Work order =
Below are some records. Reproduce them exactly from their first line through the line with "let abs = cents.unsigned_abs();", inclusive.

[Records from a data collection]
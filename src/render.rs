// 🧾 Packing slip - plain-text rendering of a grouped order

use crate::grouping::GroupedOrder;
use chrono::{DateTime, Utc};
use std::fmt::Write;

const WIDTH: usize = 56;

/// Format cents as Dutch euro amount, e.g. 123456 → "€ 1.234,56"
pub fn format_cents(cents: i64) -> String {
    let sign = if cents < 0 { "-" } else { "" };
    let abs = cents.unsigned_abs();
    let euros = (abs / 100).to_string();
    let rest = abs % 100;

    let mut grouped = String::new();
    for (i, c) in euros.chars().enumerate() {
        if i > 0 && (euros.len() - i) % 3 == 0 {
            grouped.push('.');
        }
        grouped.push(c);
    }

    format!("{sign}€ {grouped},{rest:02}")
}

fn row(out: &mut String, left: &str, right: &str) {
    let left_width = left.chars().count();
    let right_width = right.chars().count();
    let pad = WIDTH.saturating_sub(left_width + right_width).max(1);
    let _ = writeln!(out, "{left}{}{right}", " ".repeat(pad));
}

/// Render a packing slip with one section per category group
pub fn render_packing_slip(order: &GroupedOrder, reference: &str, generated_at: DateTime<Utc>) -> String {
    let mut out = String::new();
    let rule = "=".repeat(WIDTH);

    let _ = writeln!(out, "PAKBON {reference}");
    let _ = writeln!(out, "Datum: {}", generated_at.format("%d-%m-%Y %H:%M"));
    let _ = writeln!(out, "{rule}");

    for group in &order.groups {
        let _ = writeln!(out);
        let _ = writeln!(out, "{}", group.name);
        for grouped in &group.lines {
            let line = &grouped.line;
            let label = match line.volume.as_deref().filter(|v| !v.trim().is_empty()) {
                Some(volume) => format!("  {:>3} x {} ({})", line.quantity, line.name, volume.trim()),
                None => format!("  {:>3} x {}", line.quantity, line.name),
            };
            row(&mut out, &label, &format_cents(grouped.line_total_cents));
        }
        row(&mut out, "  Subtotaal", &format_cents(group.subtotal_cents));
    }

    let _ = writeln!(out);
    let _ = writeln!(out, "{rule}");
    row(&mut out, &format!("TOTAAL ({} regels)", order.line_count()), &format_cents(order.total_cents));

    out
}

#[cfg(test)]
mod tests {
    use super::*;
    use crate::catalog::Catalog;
    use crate::grouping::{group_order, OrderLine};
    use chrono::TimeZone;

    #[test]
    fn test_format_cents() {
        assert_eq!(format_cents(0), "€ 0,00");
        assert_eq!(format_cents(5), "€ 0,05");
        assert_eq!(format_cents(1799), "€ 17,99");
        assert_eq!(format_cents(123456), "€ 1.234,56");
        assert_eq!(format_cents(100000000), "€ 1.000.000,00");
        assert_eq!(format_cents(-250), "-€ 2,50");
    }

    #[test]
    fn test_packing_slip_layout() {
        let mut vodka = OrderLine::new("Absolut vodka", 1, 1899);
        vodka.volume = Some("70cl".to_string());

        let lines = vec![
            OrderLine::new("Krat Heineken 24x30cl", 2, 390),
            OrderLine::new("Heineken 24x33cl blik", 2, 1799),
            vodka,
        ];
        let order = group_order(Catalog::global(), &lines).unwrap();
        let generated_at = Utc.with_ymd_and_hms(2024, 5, 17, 9, 30, 0).unwrap();

        let slip = render_packing_slip(&order, "ORD-1001", generated_at);

        assert!(slip.starts_with("PAKBON ORD-1001\nDatum: 17-05-2024 09:30\n"));
        let beer = slip.find("NL BIER").unwrap();
        let spirits = slip.find("STERKE DRANK").unwrap();
        let crates = slip.find("KRATTEN & STATIEGELD").unwrap();
        assert!(beer < spirits && spirits < crates);

        assert!(slip.contains("    2 x Heineken 24x33cl blik"));
        assert!(slip.contains("    1 x Absolut vodka (70cl)"));
        assert!(slip.contains("€ 35,98"));
        assert!(slip.contains("TOTAAL (3 regels)"));
        assert!(slip.trim_end().ends_with(&format_cents(2 * 390 + 2 * 1799 + 1899)));
    }
}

Reply =
filename src/render.rs
// 🧾 Packing slip - plain-text rendering of a grouped order

use crate::grouping::GroupedOrder;
use chrono::{DateTime, Utc};
use std::fmt::Write;

const WIDTH: usize = 56;

/// Format cents as Dutch euro amount, e.g. 123456 → "€ 1.234,56"
pub fn format_cents(cents: i64) -> String {
    let sign = if cents < 0 { "-" } else { "" };
    let abs = cents.unsigned_abs();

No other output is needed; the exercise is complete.